26. Ground no. 3 relates to the disallowance of provision for
liquidated damages amounting to Rs. 57,93,45,721/-. During the
course of the scrutiny assessment proceedings, the AO asked the
assessee to explain how provision of liquidated damages was worked
and to give details of actual claims viz-a-viz provision for last three
years. Vide reply dated 10.03.2014 the assessee explained in detail
the nature of the provision and how it has been dealt in its accounts.
The detailed reply of the assessee is exhibited at pages 6 to 10 of the
assessment order.
27. The detailed reply of the assessee did not find any favour with
the AO who was of the opinion that part of the provision of liquidated
damages was on unscientific basis and on the basis of the details filed
by the assessee it is not possible to determine how much was on
17
scientific basis and how much was on non-scientific basis. Accordingly,
the claim of assessee was rejected and addition of Rs. 57,93,45,721/-
was made which was confirmed by the DRP. Before us, Counsel for the
assessee out rightly stated that a similar issue was considered by the
Tribunal in assessee's own case in AY 2004-05 and has decided the
issue in favour of the assessee and against the Revenue.
28. Per contra, the DR strongly supported the findings of the AO/DRP
but could not bring any distinguish addition in favour of the Revenue.

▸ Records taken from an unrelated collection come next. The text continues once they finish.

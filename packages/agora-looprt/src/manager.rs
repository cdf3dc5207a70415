//! Loop manager: a registry of [`Loop`]s keyed by agent or artifact ID
//! (spec §4.9).

use std::collections::HashMap;
use std::sync::Arc;
use std::time::Duration;

use agora_artifacts::ArtifactStore;
use agora_ratelimit::RateTracker;
use agora_sandbox::SandboxExecutor;
use agora_types::LoopState;
use thiserror::Error;
use tokio::sync::RwLock;

use crate::behavior::{AgentBehavior, ArtifactBehavior};
use crate::loop_engine::{Loop, LoopConfig};

#[derive(Debug, Error)]
pub enum LoopManagerError {
    #[error("loop '{0}' is already registered")]
    AlreadyExists(String),
    #[error("loop '{0}' is not registered")]
    NotFound(String),
    #[error("loop '{0}' cannot be removed while running")]
    StillRunning(String),
}

#[derive(Default)]
pub struct LoopManager {
    loops: RwLock<HashMap<String, Arc<Loop>>>,
}

impl LoopManager {
    pub fn new() -> Self {
        Self::default()
    }

    pub async fn create_loop(
        &self,
        id: impl Into<String>,
        principal_id: impl Into<String>,
        behavior: Arc<dyn AgentBehavior>,
        config: LoopConfig,
        rate_limiter: Option<Arc<RateTracker>>,
    ) -> Result<Arc<Loop>, LoopManagerError> {
        let id = id.into();
        let mut loops = self.loops.write().await;
        if loops.contains_key(&id) {
            return Err(LoopManagerError::AlreadyExists(id));
        }
        let lp = Loop::new(id.clone(), principal_id, behavior, config, rate_limiter);
        loops.insert(id, lp.clone());
        Ok(lp)
    }

    pub async fn get_loop(&self, id: &str) -> Option<Arc<Loop>> {
        self.loops.read().await.get(id).cloned()
    }

    /// Rejects removal of a loop that is still running, with a clear
    /// error (spec §4.9) -- callers must `stop()` it first.
    pub async fn remove_loop(&self, id: &str) -> Result<(), LoopManagerError> {
        let mut loops = self.loops.write().await;
        let Some(lp) = loops.get(id) else {
            return Err(LoopManagerError::NotFound(id.to_string()));
        };
        if lp.state().await != LoopState::Stopped {
            return Err(LoopManagerError::StillRunning(id.to_string()));
        }
        loops.remove(id);
        Ok(())
    }

    pub async fn start_all(&self) {
        for lp in self.loops.read().await.values() {
            lp.start().await;
        }
    }

    pub async fn stop_all(&self, timeout: Option<Duration>) {
        let handles: Vec<Arc<Loop>> = self.loops.read().await.values().cloned().collect();
        let futures = handles.iter().map(|lp| lp.stop(timeout));
        futures::future::join_all(futures).await;
    }

    pub async fn running_count(&self) -> usize {
        let mut count = 0;
        for lp in self.loops.read().await.values() {
            if lp.state().await.is_active() {
                count += 1;
            }
        }
        count
    }

    pub async fn loop_count(&self) -> usize {
        self.loops.read().await.len()
    }

    pub async fn get_all_states(&self) -> HashMap<String, LoopState> {
        let mut out = HashMap::new();
        for (id, lp) in self.loops.read().await.iter() {
            out.insert(id.clone(), lp.state().await);
        }
        out
    }

    /// Scans the artifact store for entries with `has_loop=true` and
    /// non-empty code, registering a new [`ArtifactBehavior`]-backed loop
    /// for each one not already known to this manager. Returns the newly
    /// registered IDs.
    pub async fn discover_loops(
        &self,
        artifacts: Arc<ArtifactStore>,
        executor: Arc<SandboxExecutor>,
        config: LoopConfig,
        rate_limiter: Option<Arc<RateTracker>>,
    ) -> Vec<String> {
        let candidates = artifacts.discover_loop_candidates().await;
        let mut discovered = Vec::new();
        for id in candidates {
            if self.get_loop(&id).await.is_some() {
                continue;
            }
            let behavior = Arc::new(ArtifactBehavior::new(id.clone(), artifacts.clone(), executor.clone()));
            if self
                .create_loop(id.clone(), id.clone(), behavior, config.clone(), rate_limiter.clone())
                .await
                .is_ok()
            {
                discovered.push(id);
            }
        }
        discovered
    }
}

29. We have given a careful consideration to the orders of the
authorities below and have also perused the order of the coordinate
bench in ITA No. 3202/Del/2014 for AY 2004-05. We find force in the
contention of the Ld. Counsel. An identical issue was considered and
decided by the coordinate bench. The relevant findings read as under:
"4.4.1 Ground no. 5 of appeal is direct against
disallowance of a sum of Rs. 17,61,99,671/- towards
provision for liquidated damages. During the year, the
assessee has claimed provision for liquidated damages
to the tune of Rs. 17,61,99,671/-. The assessee stated
that in terms of the purchase order received from
customers, liquidated damages @ 0.5% per week
subject to a maximum of 0.7% or such other rate as
per the relevant contract would be imposed for the
late delivery of equipment. The stipulation in the
18
purchase order clearly shows that the liability for
liquidated damages is certain, accrued and is not
dependent upon the happening of any event other
than delay in deliveries. As the company defaulted in
the delivery terms, the liquidated damages have been
rightly considered as business expenditure. The
company is following the method on a consistent basis.
When the payment was actually made the accounts
were adjusted with reference to any remission or
waiver that the company may get in respect of
damages payable for the late delivery and the same
was brought to tax u/s 41(1) of the IT Act, 1961 by
crediting the liquidated damages account. The AO
held that the provision made for liquidity damages
amounting to Rs. 17,61,99,671/- is unascertained
liability in the nature of contingent liabilities and,
therefore, added the same. In terms of the purchase
order, liquidated damages @ 0.5% per week subject to
a maximum of 0.7% would be imposed. The company
defaulted in the delivery terms, therefore, the above
liability is as definite liability. Further, as the
liability is determinable 0.05% per week subject to a
maximum of 0.7%, therefore, the liability is also an
ascertained liability. The liability to pay liquidated
damages arose no sooner than there was a breach.
The company had provided for the liquidated damages
pertaining to the period of delay falling within the
previous year in order to arrive at the true income of
19
that year based on the accrual method of account.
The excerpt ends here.